Thread-safe collection for managing evaluation engines with operator overloads:

interface EvaluationEngines {
    operator fun plusAssign(engine: ContractEvaluationEngine)  // engines += engine
    operator fun minusAssign(engineId: String)                 // engines -= "engine-id"
    operator fun get(engineId: String): ContractEvaluationEngine?  // engines["engine-id"]
    operator fun contains(engineId: String): Boolean           // "engine-id" in engines
    fun verify(engineId: String, expectedHash: String): Boolean
    val keys: Set<String>
    val size: Int
    fun clear()
}

// Factory function
fun EvaluationEngines(): EvaluationEngines

Example Usage:

val engines = EvaluationEngines()

// Register using += operator
engines += ParametricInsuranceEngine()

// Get using [] operator
val engine = engines["parametric-insurance"]

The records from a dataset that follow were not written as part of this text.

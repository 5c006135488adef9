//! Text encoding detection for carrier exports
//!
//! Exports arrive as UTF-8 (sometimes with a BOM) or as Windows-1252 from
//! Excel. Anything that is not valid UTF-8 is decoded as Windows-1252.

use serde::{Deserialize, Serialize};

const UTF8_BOM: &[u8] = &[0xEF, 0xBB, 0xBF];

#[derive(Debug, Clone, Copy, PartialEq, Eq, Serialize, Deserialize)]
pub enum TextEncoding {
    Utf8,
    Windows1252,
}

/// Remove a leading UTF-8 byte-order mark, if present
pub fn strip_bom(bytes: &[u8]) -> &[u8] {
    bytes.strip_prefix(UTF8_BOM).unwrap_or(bytes)
}

/// Classify a byte sample
///
/// A sample that is valid UTF-8 except for a sequence cut off at the very
/// end (a chunk boundary) still counts as UTF-8.
pub fn detect_encoding(bytes: &[u8]) -> TextEncoding {
    if bytes.starts_with(UTF8_BOM) || bytes.is_ascii() {
        return TextEncoding::Utf8;
    }
    match std::str::from_utf8(bytes) {
        Ok(_) => TextEncoding::Utf8,
        Err(e) if e.error_len().is_none() => TextEncoding::Utf8,
        Err(_) => TextEncoding::Windows1252,
    }
}

/// Decode bytes under `encoding`, falling back to Windows-1252 if UTF-8 turns out invalid
///
/// Returns the text and the encoding actually used.
pub fn decode(bytes: &[u8], encoding: TextEncoding) -> (String, TextEncoding) {
    if encoding == TextEncoding::Utf8 {
        if let Ok(text) = std::str::from_utf8(bytes) {
            return (text.to_string(), TextEncoding::Utf8);
        }
    }
    let (text, _) = encoding_rs::WINDOWS_1252.decode_without_bom_handling(bytes);
    (text.into_owned(), TextEncoding::Windows1252)
}

#[cfg(test)]
mod tests {
    use super::*;

    #[test]
    fn test_detect_utf8_and_bom() {
        assert_eq!(detect_encoding(b"a,b\n1,2\n"), TextEncoding::Utf8);
        assert_eq!(detect_encoding("caf\u{e9}".as_bytes()), TextEncoding::Utf8);
        assert_eq!(detect_encoding(&[0xEF, 0xBB, 0xBF, b'a']), TextEncoding::Utf8);
    }

    #[test]
    fn test_detect_truncated_utf8_is_still_utf8() {
        let bytes = "caf\u{e9}".as_bytes();
        assert_eq!(detect_encoding(&bytes[..bytes.len() - 1]), TextEncoding::Utf8);
    }

    #[test]
    fn test_detect_and_decode_windows_1252() {
        // "Café" with é as the single byte 0xE9
        let bytes = [b'C', b'a', b'f', 0xE9, b'\n'];
        assert_eq!(detect_encoding(&bytes), TextEncoding::Windows1252);
        let (text, used) = decode(&bytes, TextEncoding::Windows1252);
        assert_eq!(text, "Caf\u{e9}\n");
        assert_eq!(used, TextEncoding::Windows1252);
    }

    #[test]
    fn test_decode_falls_back_when_utf8_invalid() {
        let (text, used) = decode(&[b'$', 0x80], TextEncoding::Utf8);
        assert_eq!(used, TextEncoding::Windows1252);
        assert_eq!(text, "$\u{20ac}");
    }

    #[test]
    fn test_strip_bom() {
        assert_eq!(strip_bom(&[0xEF, 0xBB, 0xBF, b'x']), b"x");
        assert_eq!(strip_bom(b"x"), b"x");
    }
}
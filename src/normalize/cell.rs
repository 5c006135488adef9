//! Raw cell values and the coercion rules applied to them
//!
//! Every coercion is total over `CellValue`: bad input falls back to a
//! documented default (0 for numbers, `None` for dates) and never yields NaN.

use std::collections::BTreeMap;
use std::fmt;

use chrono::{Datelike, NaiveDate};
use serde::{Deserialize, Serialize};

/// One untyped cell as read from a carrier file
#[derive(Debug, Clone, PartialEq, Serialize, Deserialize)]
#[serde(untagged)]
pub enum CellValue {
    Number(f64),
    Text(String),
    Empty,
}

/// A parsed data row: observed (or canonical, after mapping) column name to cell
pub type RawRow = BTreeMap<String, CellValue>;

impl CellValue {
    /// Wrap a raw CSV field; blank or whitespace-only fields become `Empty`
    pub fn from_raw(field: &str) -> Self {
        if field.trim().is_empty() {
            CellValue::Empty
        } else {
            CellValue::Text(field.to_string())
        }
    }

    pub fn is_empty(&self) -> bool {
        match self {
            CellValue::Empty => true,
            CellValue::Text(s) => s.trim().is_empty(),
            CellValue::Number(_) => false,
        }
    }

    /// Trimmed text form, `None` when blank
    pub fn as_text(&self) -> Option<String> {
        match self {
            CellValue::Empty => None,
            CellValue::Text(s) => {
                let s = s.trim();
                (!s.is_empty()).then(|| s.to_string())
            }
            CellValue::Number(n) => Some(n.to_string()),
        }
    }
}

impl fmt::Display for CellValue {
    fn fmt(&self, f: &mut fmt::Formatter<'_>) -> fmt::Result {
        match self {
            CellValue::Number(n) => write!(f, "{}", n),
            CellValue::Text(s) => write!(f, "{}", s),
            CellValue::Empty => Ok(()),
        }
    }
}

/// Strip currency decoration: `$`, `,`, `%` and surrounding whitespace
fn strip_numeric(text: &str) -> String {
    text.chars()
        .filter(|c| !matches!(c, '$' | ',' | '%'))
        .collect::<String>()
        .trim()
        .to_string()
}

/// Numeric value of a currency-like cell, `None` if blank or not a finite number
pub fn try_parse_currency(cell: &CellValue) -> Option<f64> {
    let value = match cell {
        CellValue::Number(n) => *n,
        CellValue::Text(s) => strip_numeric(s).parse::<f64>().ok()?,
        CellValue::Empty => return None,
    };
    value.is_finite().then_some(value)
}

/// Currency coercion: non-numeric or empty becomes 0
pub fn parse_currency(cell: &CellValue) -> f64 {
    try_parse_currency(cell).unwrap_or(0.0)
}

/// Percentage coercion: "12%" becomes 0.12, then clamped to `range` when given
pub fn parse_percentage(cell: &CellValue, range: Option<(f64, f64)>) -> f64 {
    clamp_to(parse_currency(cell) / 100.0, range)
}

/// Count coercion (head counts, member months): currency rules plus clamp
pub fn parse_count(cell: &CellValue, range: Option<(f64, f64)>) -> f64 {
    clamp_to(parse_currency(cell), range)
}

fn clamp_to(value: f64, range: Option<(f64, f64)>) -> f64 {
    match range {
        Some((lo, hi)) => value.max(lo).min(hi),
        None => value,
    }
}

const DATE_FORMATS: &[&str] = &[
    "%m/%d/%Y",
    "%m/%d/%y",
    "%Y-%m-%d",
    "%Y/%m/%d",
    "%m-%d-%Y",
    "%m-%d-%y",
    "%d-%b-%Y",
    "%d-%b-%y",
    "%b %d, %Y",
    "%B %d, %Y",
    "%b %d %Y",
    "%Y%m%d",
];

/// Years outside this window are treated as parse failures (catches "24" read as year 24)
const PLAUSIBLE_YEARS: std::ops::RangeInclusive<i32> = 1900..=2200;

fn parse_with_formats(text: &str, formats: &[&str]) -> Option<NaiveDate> {
    formats
        .iter()
        .filter_map(|fmt| NaiveDate::parse_from_str(text, fmt).ok())
        .find(|d| PLAUSIBLE_YEARS.contains(&d.year()))
}

/// Calendar-aware date parse; invalid or missing input is `None`, never a default date
pub fn parse_date(cell: &CellValue) -> Option<NaiveDate> {
    let text = match cell {
        CellValue::Text(s) => s.trim(),
        _ => return None,
    };
    if text.is_empty() {
        return None;
    }

    if let Some(date) = parse_with_formats(text, DATE_FORMATS) {
        return Some(date);
    }

    // Timestamps such as "2024-01-15T00:00:00" or "01/15/2024 12:00 AM"
    let date_part = text.split(|c: char| c == 'T' || c.is_whitespace()).next()?;
    if date_part.len() < text.len() {
        return parse_with_formats(date_part, DATE_FORMATS);
    }

    None
}

/// Parse a reporting-month cell to the first day of that month
///
/// Accepts anything `parse_date` does plus month-only forms:
/// `2024-01`, `01/2024`, `Jan 2024`, `January 2024`, `Jan-24`.
pub fn parse_month(cell: &CellValue) -> Option<NaiveDate> {
    if let Some(date) = parse_date(cell) {
        return NaiveDate::from_ymd_opt(date.year(), date.month(), 1);
    }

    let text = match cell {
        CellValue::Text(s) => s.trim(),
        _ => return None,
    };
    if text.is_empty() {
        return None;
    }

    let candidates = [
        (format!("{}-01", text), "%Y-%m-%d"),
        (format!("{}/01", text), "%Y/%m/%d"),
        (format!("01/{}", text), "%d/%m/%Y"),
        (format!("01 {}", text), "%d %b %Y"),
        (format!("01 {}", text), "%d %B %Y"),
        (format!("01-{}", text), "%d-%b-%y"),
        (format!("01-{}", text), "%d-%b-%Y"),
    ];

    candidates
        .iter()
        .filter_map(|(s, fmt)| NaiveDate::parse_from_str(s, fmt).ok())
        .find(|d| PLAUSIBLE_YEARS.contains(&d.year()))
}

/// `YYYY-MM` bucket key for a date
pub fn month_key(date: NaiveDate) -> String {
    date.format("%Y-%m").to_string()
}
//! Column mapping from carrier headers to canonical schema columns

mod mapper;

pub use mapper::{
    apply_mappings, apply_mappings_to_columns, count_exact_matches, derive_partition,
    generate_mappings, validate_mappings, ColumnMapping, MappingOptions, MappingResult,
    MappingValidation, DEFAULT_MATCH_THRESHOLD,
};
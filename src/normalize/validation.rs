//! Row validation and completeness reporting
//!
//! Issues are accumulated over the whole file rather than raised, so a bad
//! row is reported and skipped while the remaining rows still normalize.
//! Row numbers are 1-based over the non-blank data records: the header and
//! blank lines are not counted. Row 0 is reserved for file-level mapping
//! errors.

use std::collections::{BTreeMap, HashSet};

use serde::{Deserialize, Serialize};

use super::cell::{try_parse_currency, RawRow};
use super::claim::{ExperienceRow, NormalizedClaim, RowNormalizer};
use crate::mapping::MappingResult;
use crate::schema::{ColumnSpec, FieldKind};

/// One located problem in the input
#[derive(Debug, Clone, PartialEq, Serialize, Deserialize)]
pub struct ValidationIssue {
    /// 1-based data record, skipping blank lines; 0 for file-level issues
    pub row: usize,
    pub field: String,
    pub message: String,
    pub value: String,
}

/// Headline figures for the upload screen
#[derive(Debug, Clone, Default, PartialEq, Serialize, Deserialize)]
pub struct ValidationSummary {
    pub member_count: usize,
    pub total_costs: f64,
    /// Percent of bound cells that were non-blank
    pub data_completeness: Option<f64>,
    /// Percent of valid claims naming a provider (claims files only)
    pub provider_coverage: Option<f64>,
}

/// Blank-value tallies, kept apart from the zero-filled numbers used in aggregation
#[derive(Debug, Clone, Default, PartialEq, Serialize, Deserialize)]
pub struct CompletenessReport {
    /// Rows with a blank or invalid value in a required column
    pub missing_required: usize,
    /// Blank optional values per canonical column
    pub missing_optional: BTreeMap<String, usize>,
}

#[derive(Debug, Clone, Default, PartialEq, Serialize, Deserialize)]
pub struct ValidationResult {
    pub is_valid: bool,
    pub total_rows: usize,
    pub valid_rows: usize,
    pub invalid_rows: usize,
    pub errors: Vec<ValidationIssue>,
    pub warnings: Vec<ValidationIssue>,
    pub summary: ValidationSummary,
    pub completeness: CompletenessReport,
}

#[derive(Debug, Clone, Copy, Default, Serialize, Deserialize)]
pub struct ValidationOptions {
    /// Normalize rows even when required columns could not be mapped
    pub allow_missing_required: bool,
}

/// Validation outcome plus the records that survived it
#[derive(Debug, Clone)]
pub struct Validated<T> {
    pub result: ValidationResult,
    pub records: Vec<T>,
}

/// File-level errors for required columns the mapper could not bind
pub fn mapping_errors(mapping: &MappingResult) -> Vec<ValidationIssue> {
    mapping
        .missing_required
        .iter()
        .map(|field| ValidationIssue {
            row: 0,
            field: field.clone(),
            message: format!("Required column '{}' could not be mapped", field),
            value: String::new(),
        })
        .collect()
}

/// Accumulator threaded through one validation pass
#[derive(Default)]
struct Tally {
    errors: Vec<ValidationIssue>,
    warnings: Vec<ValidationIssue>,
    completeness: CompletenessReport,
    filled_cells: usize,
    checked_cells: usize,
    invalid_rows: usize,
}

impl Tally {
    fn issue(row: usize, spec: &ColumnSpec, message: &str, value: String) -> ValidationIssue {
        ValidationIssue {
            row,
            field: spec.name.to_string(),
            message: message.to_string(),
            value,
        }
    }

    /// Check every bound cell of one row; false when the row must be excluded
    fn check_row(&mut self, normalizer: &RowNormalizer, row: &RawRow, row_number: usize) -> bool {
        let mut row_ok = true;
        let mut missing_required = false;

        for (spec, _) in normalizer.bound_columns() {
            let cell = normalizer.cell(row, spec.name);
            self.checked_cells += 1;
            let blank = cell.is_empty();
            if !blank {
                self.filled_cells += 1;
            }

            if blank {
                if spec.required {
                    missing_required = true;
                    if spec.kind == FieldKind::Date {
                        row_ok = false;
                        self.errors.push(Self::issue(row_number, spec, "Missing date", String::new()));
                    } else {
                        self.warnings.push(Self::issue(
                            row_number,
                            spec,
                            "Required value is blank",
                            String::new(),
                        ));
                    }
                } else {
                    *self
                        .completeness
                        .missing_optional
                        .entry(spec.name.to_string())
                        .or_insert(0) += 1;
                }
                continue;
            }

            match spec.kind {
                FieldKind::Date => {
                    if normalizer.parse_date_cell(cell).is_none() {
                        row_ok = false;
                        missing_required |= spec.required;
                        self.errors.push(Self::issue(
                            row_number,
                            spec,
                            "Invalid date",
                            cell.to_string(),
                        ));
                    }
                }
                FieldKind::Currency | FieldKind::Percentage | FieldKind::Count => {
                    if try_parse_currency(cell).is_none() {
                        if spec.required {
                            row_ok = false;
                            missing_required = true;
                            self.errors.push(Self::issue(
                                row_number,
                                spec,
                                "Non-numeric value in required column",
                                cell.to_string(),
                            ));
                        } else {
                            self.warnings.push(Self::issue(
                                row_number,
                                spec,
                                "Non-numeric value treated as 0",
                                cell.to_string(),
                            ));
                        }
                    }
                }
                FieldKind::Text => {}
            }
        }

        if missing_required {
            self.completeness.missing_required += 1;
        }
        if !row_ok {
            self.invalid_rows += 1;
        }
        row_ok
    }

    fn finish(self, mapping_issues: Vec<ValidationIssue>, total_rows: usize, valid_rows: usize, summary: ValidationSummary) -> ValidationResult {
        let mut errors = mapping_issues;
        errors.extend(self.errors);

        ValidationResult {
            is_valid: errors.is_empty(),
            total_rows,
            valid_rows,
            invalid_rows: self.invalid_rows,
            errors,
            warnings: self.warnings,
            summary: ValidationSummary {
                data_completeness: percent(self.filled_cells, self.checked_cells),
                ..summary
            },
            completeness: self.completeness,
        }
    }
}

fn percent(part: usize, whole: usize) -> Option<f64> {
    (whole > 0).then(|| part as f64 / whole as f64 * 100.0)
}

/// Result for a file blocked at the mapping stage: nothing is normalized
fn blocked(total_rows: usize, issues: Vec<ValidationIssue>) -> ValidationResult {
    ValidationResult {
        is_valid: false,
        total_rows,
        errors: issues,
        ..Default::default()
    }
}
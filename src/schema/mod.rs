//! Schema tables and header-set classification

mod tables;
mod detect;
pub mod categories;

pub use tables::{fields, ColumnSpec, FieldKind, SchemaType, COST_CATEGORY_COLUMNS, PER_CLAIMANT_COLUMNS};
pub use detect::detect_schema_type;
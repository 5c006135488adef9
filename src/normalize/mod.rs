//! Row normalization: raw cells to typed canonical records

mod cell;
mod claim;
mod validation;

pub use cell::{
    month_key, parse_count, parse_currency, parse_date, parse_month, parse_percentage,
    try_parse_currency, CellValue, RawRow,
};
pub use claim::{ExperienceRow, NormalizedClaim, RowNormalizer, UNSPECIFIED_SERVICE_TYPE};
pub use validation::{
    mapping_errors, validate_claims, validate_experience, CompletenessReport, Validated,
    ValidationIssue, ValidationOptions, ValidationResult, ValidationSummary,
};
//! Search module for Gomoku AI
//!
//! Contains:
//! - Candidate move generation with proximity filtering
//! - Alpha-Beta (negamax) search over a shared board with apply/undo
//! - The three difficulty strategies built on top of them

pub mod alphabeta;
pub mod candidates;
pub mod strategy;

pub use alphabeta::{SearchResult, Searcher, WIN_SCORE};
pub use candidates::{candidates, ordered_candidates, DEFAULT_RADIUS};
pub use strategy::{greedy_move, random_move, Difficulty, DEFAULT_DEPTH, MAX_SEARCH_DEPTH};
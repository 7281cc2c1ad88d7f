//! Game configuration: rule set, who sits in each seat, and the random seed.

use std::fmt;

use crate::board::Player;
use crate::rules::Rules;
use crate::search::Difficulty;

/// Who controls a side.
#[derive(Debug, Clone, Copy, PartialEq, Eq)]
pub enum SeatKind {
    Human,
    Computer(Difficulty),
}

impl SeatKind {
    #[inline]
    pub fn is_computer(self) -> bool {
        matches!(self, SeatKind::Computer(_))
    }
}

/// A named participant.
#[derive(Debug, Clone, PartialEq, Eq)]
pub struct Seat {
    pub name: String,
    pub kind: SeatKind,
}

impl Seat {
    pub fn human(name: impl Into<String>) -> Self {
        Self {
            name: name.into(),
            kind: SeatKind::Human,
        }
    }

    /// Computer seat named after its difficulty, e.g. "Computer (Medium)"
    pub fn computer(difficulty: Difficulty) -> Self {
        let label = match difficulty {
            Difficulty::Easy => "Easy",
            Difficulty::Medium => "Medium",
            Difficulty::Hard { .. } => "Hard",
        };
        Self {
            name: format!("Computer ({label})"),
            kind: SeatKind::Computer(difficulty),
        }
    }

    pub fn with_name(mut self, name: impl Into<String>) -> Self {
        self.name = name.into();
        self
    }
}

impl fmt::Display for Seat {
    fn fmt(&self, f: &mut fmt::Formatter<'_>) -> fmt::Result {
        f.write_str(&self.name)
    }
}

/// Everything needed to start a game.
#[derive(Debug, Clone, PartialEq, Eq)]
pub struct GameConfig {
    pub rules: Rules,
    /// Plays X and moves first
    pub player_one: Seat,
    /// Plays O
    pub player_two: Seat,
    /// Seed for the easy opponent; entropy when `None`
    pub seed: Option<u64>,
}

impl GameConfig {
    pub fn seat(&self, player: Player) -> &Seat {
        match player {
            Player::One => &self.player_one,
            Player::Two => &self.player_two,
        }
    }

    /// Two humans sharing the board
    pub fn two_humans() -> Self {
        Self {
            player_two: Seat::human("Player O"),
            ..Self::default()
        }
    }
}

impl Default for GameConfig {
    fn default() -> Self {
        Self {
            rules: Rules::default(),
            player_one: Seat::human("Player X"),
            player_two: Seat::computer(Difficulty::Medium),
            seed: None,
        }
    }
}

#[cfg(test)]
mod tests {
    use super::*;

    #[test]
    fn test_default_seats() {
        let config = GameConfig::default();
        assert_eq!(config.seat(Player::One).name, "Player X");
        assert_eq!(config.seat(Player::One).kind, SeatKind::Human);
        assert_eq!(config.seat(Player::Two).name, "Computer (Medium)");
        assert!(config.seat(Player::Two).kind.is_computer());
        assert_eq!(config.seed, None);
    }

    #[test]
    fn test_computer_seat_names() {
        assert_eq!(Seat::computer(Difficulty::Easy).name, "Computer (Easy)");
        assert_eq!(Seat::computer(Difficulty::Hard { depth: 4 }).name, "Computer (Hard)");
        let named = Seat::computer(Difficulty::Easy).with_name("Rusty");
        assert_eq!(named.to_string(), "Rusty");
        assert_eq!(named.kind, SeatKind::Computer(Difficulty::Easy));
    }

    #[test]
    fn test_two_humans() {
        let config = GameConfig::two_humans();
        assert!(!config.player_one.kind.is_computer());
        assert!(!config.player_two.kind.is_computer());
    }
}
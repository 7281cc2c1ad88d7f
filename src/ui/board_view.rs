//! Board rendering for the Gomoku GUI

use egui::{Color32, CornerRadius, Painter, Pos2, Rect, Sense, Stroke, Vec2};

use crate::board::{Board, Player, Pos, BOARD_SIZE};

use super::theme::*;

/// What the board view needs to draw one frame
pub struct BoardScene<'a> {
    pub board: &'a Board,
    /// Side whose stone the hover preview shows, `None` when input is closed
    pub to_move: Option<Player>,
    pub winning_line: Option<&'a [Pos]>,
}

/// Board view handles rendering and input for the game board
pub struct BoardView {
    cell_size: f32,
    board_rect: Rect,
}

impl Default for BoardView {
    fn default() -> Self {
        Self {
            cell_size: 30.0,
            board_rect: Rect::NOTHING,
        }
    }
}

impl BoardView {
    /// Render the board and return the clicked empty cell, if any
    pub fn show(&mut self, ui: &mut egui::Ui, scene: &BoardScene<'_>) -> Option<Pos> {
        let available_size = ui.available_size();

        let board_size = available_size.x.min(available_size.y) - 20.0;
        self.cell_size = (board_size - 2.0 * BOARD_MARGIN) / (BOARD_SIZE as f32 - 1.0);

        let (response, painter) =
            ui.allocate_painter(Vec2::new(board_size, board_size), Sense::click());
        self.board_rect = response.rect;

        painter.rect_filled(self.board_rect, CornerRadius::same(4), BOARD_BG);
        self.draw_grid(&painter);
        self.draw_star_points(&painter);
        self.draw_coordinates(&painter);
        self.draw_stones(&painter, scene.board);

        if let Some(pos) = scene.board.last_move() {
            let center = self.board_to_screen(pos);
            painter.circle_filled(center, LAST_MOVE_MARKER_RADIUS, LAST_MOVE_MARKER);
        }
        if let Some(line) = scene.winning_line {
            self.draw_winning_line(&painter, line);
        }

        let player = scene.to_move?;
        let board_pos = self.screen_to_board(response.hover_pos()?)?;
        let is_empty = scene.board.is_empty(board_pos);
        let radius = self.cell_size * STONE_RADIUS_RATIO;
        let color = if is_empty {
            hover_stone(player == Player::One)
        } else {
            hover_occupied()
        };
        painter.circle_filled(self.board_to_screen(board_pos), radius, color);

        (response.clicked() && is_empty).then_some(board_pos)
    }

    fn draw_grid(&self, painter: &Painter) {
        let stroke = Stroke::new(GRID_LINE_WIDTH, GRID_LINE);
        let far = BOARD_MARGIN + (BOARD_SIZE as f32 - 1.0) * self.cell_size;

        for i in 0..BOARD_SIZE {
            let offset = BOARD_MARGIN + i as f32 * self.cell_size;

            let start = self.board_rect.min + Vec2::new(offset, BOARD_MARGIN);
            let end = self.board_rect.min + Vec2::new(offset, far);
            painter.line_segment([start, end], stroke);

            let start = self.board_rect.min + Vec2::new(BOARD_MARGIN, offset);
            let end = self.board_rect.min + Vec2::new(far, offset);
            painter.line_segment([start, end], stroke);
        }
    }

    fn draw_star_points(&self, painter: &Painter) {
        for (row, col) in STAR_POINTS {
            let center = self.board_to_screen(Pos::new(row, col));
            painter.circle_filled(center, STAR_POINT_RADIUS, STAR_POINT);
        }
    }

    /// Row and column numbers 0-14, matching the console coordinates
    fn draw_coordinates(&self, painter: &Painter) {
        let font = egui::FontId::proportional(12.0);

        for i in 0..BOARD_SIZE {
            let label = i.to_string();
            let along = BOARD_MARGIN + i as f32 * self.cell_size;

            let x = self.board_rect.min.x + along;
            for y in [self.board_rect.min.y + 12.0, self.board_rect.max.y - 12.0] {
                painter.text(Pos2::new(x, y), egui::Align2::CENTER_CENTER, &label, font.clone(), GRID_LINE);
            }

            let y = self.board_rect.min.y + along;
            for x in [self.board_rect.min.x + 12.0, self.board_rect.max.x - 12.0] {
                painter.text(Pos2::new(x, y), egui::Align2::CENTER_CENTER, &label, font.clone(), GRID_LINE);
            }
        }
    }

    fn draw_stones(&self, painter: &Painter, board: &Board) {
        for player in [Player::One, Player::Two] {
            for pos in board.stones(player).iter_ones() {
                self.draw_stone(painter, pos, player);
            }
        }
    }

    fn draw_stone(&self, painter: &Painter, pos: Pos, player: Player) {
        let center = self.board_to_screen(pos);
        let radius = self.cell_size * STONE_RADIUS_RATIO;
        let shadow_offset = Vec2::new(2.0, 2.0);

        match player {
            Player::One => {
                painter.circle_filled(
                    center + shadow_offset,
                    radius,
                    Color32::from_rgba_unmultiplied(0, 0, 0, 60),
                );
                painter.circle_filled(center, radius, DARK_STONE);
                let highlight_offset = Vec2::new(-radius * 0.3, -radius * 0.3);
                painter.circle_filled(center + highlight_offset, radius * 0.2, DARK_STONE_HIGHLIGHT);
            }
            Player::Two => {
                painter.circle_filled(
                    center + shadow_offset,
                    radius,
                    Color32::from_rgba_unmultiplied(0, 0, 0, 40),
                );
                painter.circle_filled(center, radius, LIGHT_STONE);
                painter.circle_stroke(center, radius * 0.85, Stroke::new(radius * 0.1, LIGHT_STONE_SHADOW));
            }
        }
    }

    fn draw_winning_line(&self, painter: &Painter, line: &[Pos]) {
        let stroke = Stroke::new(4.0, WIN_HIGHLIGHT);

        for pair in line.windows(2) {
            let start = self.board_to_screen(pair[0]);
            let end = self.board_to_screen(pair[1]);
            painter.line_segment([start, end], stroke);
        }

        let radius = self.cell_size * STONE_RADIUS_RATIO + 3.0;
        for &pos in line {
            painter.circle_stroke(self.board_to_screen(pos), radius, stroke);
        }
    }

    /// Convert screen coordinates to board position
    pub fn screen_to_board(&self, screen_pos: Pos2) -> Option<Pos> {
        let relative = screen_pos - self.board_rect.min;
        let col = ((relative.x - BOARD_MARGIN + self.cell_size * 0.5) / self.cell_size).floor() as i32;
        let row = ((relative.y - BOARD_MARGIN + self.cell_size * 0.5) / self.cell_size).floor() as i32;
        Pos::try_new(row, col).ok()
    }

    /// Convert board position to screen coordinates
    pub fn board_to_screen(&self, pos: Pos) -> Pos2 {
        let x = self.board_rect.min.x + BOARD_MARGIN + pos.col as f32 * self.cell_size;
        let y = self.board_rect.min.y + BOARD_MARGIN + pos.row as f32 * self.cell_size;
        Pos2::new(x, y)
    }
}
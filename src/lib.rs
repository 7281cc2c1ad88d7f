//! Gomoku on a 15x15 board with a three-tier computer opponent
//!
//! - Standard 15x15 board, player one (X) moves first
//! - Five or more in a row wins (an exact-five variant is available)
//! - A full board without a winner is a draw
//!
//! # Architecture
//!
//! The crate is organized into several modules:
//! - [`board`]: Board representation with bitboards and scoped hypothetical moves
//! - [`rules`]: Move validation, win and draw detection
//! - [`eval`]: Position evaluation and move scoring heuristics
//! - [`search`]: Candidate generation, alpha-beta search and difficulty strategies
//! - [`engine`]: AI engine dispatching the difficulties
//! - [`game`]: Turn state machine and the stateless game API
//! - [`console`] and [`ui`]: text and graphical front ends
//!
//! # Quick Start
//!
//! ```
//! use gomoku::{compute_ai_move, get_outcome, new_game, submit_move};
//! use gomoku::{Difficulty, GameOutcome, Player};
//!
//! let mut board = new_game();
//! submit_move(&mut board, Player::One, 7, 7).unwrap();
//!
//! // The computer answers as player two
//! let reply = compute_ai_move(&board, Player::Two, Difficulty::Medium).unwrap();
//! submit_move(&mut board, Player::Two, reply.row.into(), reply.col.into()).unwrap();
//!
//! assert_eq!(get_outcome(&board), GameOutcome::InProgress);
//! ```
//!
//! # Difficulties
//!
//! 1. Easy: a random empty cell
//! 2. Medium: win, else block, else the best local cell
//! 3. Hard: win, else block, else alpha-beta search to the configured depth

pub mod board;
pub mod config;
pub mod console;
pub mod engine;
pub mod error;
pub mod eval;
pub mod game;
pub mod rules;
pub mod search;
pub mod ui;

// Re-export commonly used types for convenience
pub use board::{Board, Cell, Player, Pos, BOARD_SIZE};
pub use config::{GameConfig, Seat, SeatKind};
pub use engine::{AIEngine, MoveResult, SearchType};
pub use error::{GameError, Result};
pub use game::{
    compute_ai_move, compute_ai_move_with, get_outcome, get_outcome_with, new_game, submit_move,
    submit_move_with, GameController, GameStatus,
};
pub use rules::{GameOutcome, Overline, Rules};
pub use search::Difficulty;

// Check if registered using 'in' operator
if ("parametric-insurance" in engines) {
    // Engine is registered
}

// Verify integrity
engines.verify("parametric-insurance", expectedHash)

Creating a Custom Engine

Step 1: Extend BaseEvaluationEngine

package com.example.contracts.engines

import com.trustweave.contract.evaluation.*
import com.trustweave.contract.models.*

class MyCustomEngine : BaseEvaluationEngine() {
    override val engineId: String = "my-custom-engine"
    override val version: String = "1.0.0"
    override val supportedConditionTypes: Set<ConditionType> = setOf(
        ConditionType.THRESHOLD,
        ConditionType.RANGE
    )

    override suspend fun evaluateCondition(
        condition: ContractCondition,
        inputData: JsonElement,
        context: EvaluationContext
    ): Boolean {
        return when (condition.conditionType) {
            ConditionType.THRESHOLD -> evaluateThreshold(condition, inputData)
            ConditionType.RANGE -> evaluateRange(condition, inputData)
            else -> throw UnsupportedOperationException(
                "Condition type ${condition.conditionType} not supported"
            )
        }
    }

    private fun evaluateThreshold(
        condition: ContractCondition,
        inputData: JsonElement
    ): Boolean {
        // Your implementation
        TODO()
    }

    private fun evaluateRange(
        condition: ContractCondition,
        inputData: JsonElement
    ): Boolean {
        // Your implementation
        TODO()
    }
}

Step 2: Register the Engine

val engines = EvaluationEngines()
val engine = MyCustomEngine()

// Register using += operator
engines += engine

// Engine hash is computed automatically
println("Engine hash: ${engine.implementationHash}")

Step 3: Use in Contracts

val contract = trustWeave.contracts.draft(
    request = ContractDraftRequest(
        executionModel = ExecutionModel.Parametric(
            triggerType = TriggerType.EarthObservation,
            evaluationEngine = "my-custom-engine"
            // engineHash will be added during bindContract()
        ),
        terms = ContractTerms(
            conditions = listOf(
                ContractCondition(
                    id = "condition-1",
                    description = "Value exceeds threshold",
                    conditionType = ConditionType.THRESHOLD,
                    expression = "$.value >= 50"
                )
            ),
            obligations = listOf(...)
        ),
        // ... other fields
    )
).getOrThrow()

Engine Hash Calculation

The engine hash is computed from the compiled class file bytecode using SHA-256:

// Hash is computed automatically by BaseEvaluationEngine
// The hash is computed from class file bytecode using SHA-256
// Returns: "uABC123..." (multibase-encoded)
val hash = engine.implementationHash

Hash Verification Flow

1. During Binding: Engine hash is computed and stored in the contract credential
2. During Execution: Current engine hash is compared with stored hash
3. If Mismatch: SecurityException is thrown - engine may have been tampered with

// During contract binding (automatic via extension function)
val executionModelWithHash = contract.executionModel.withEngineHash(engines)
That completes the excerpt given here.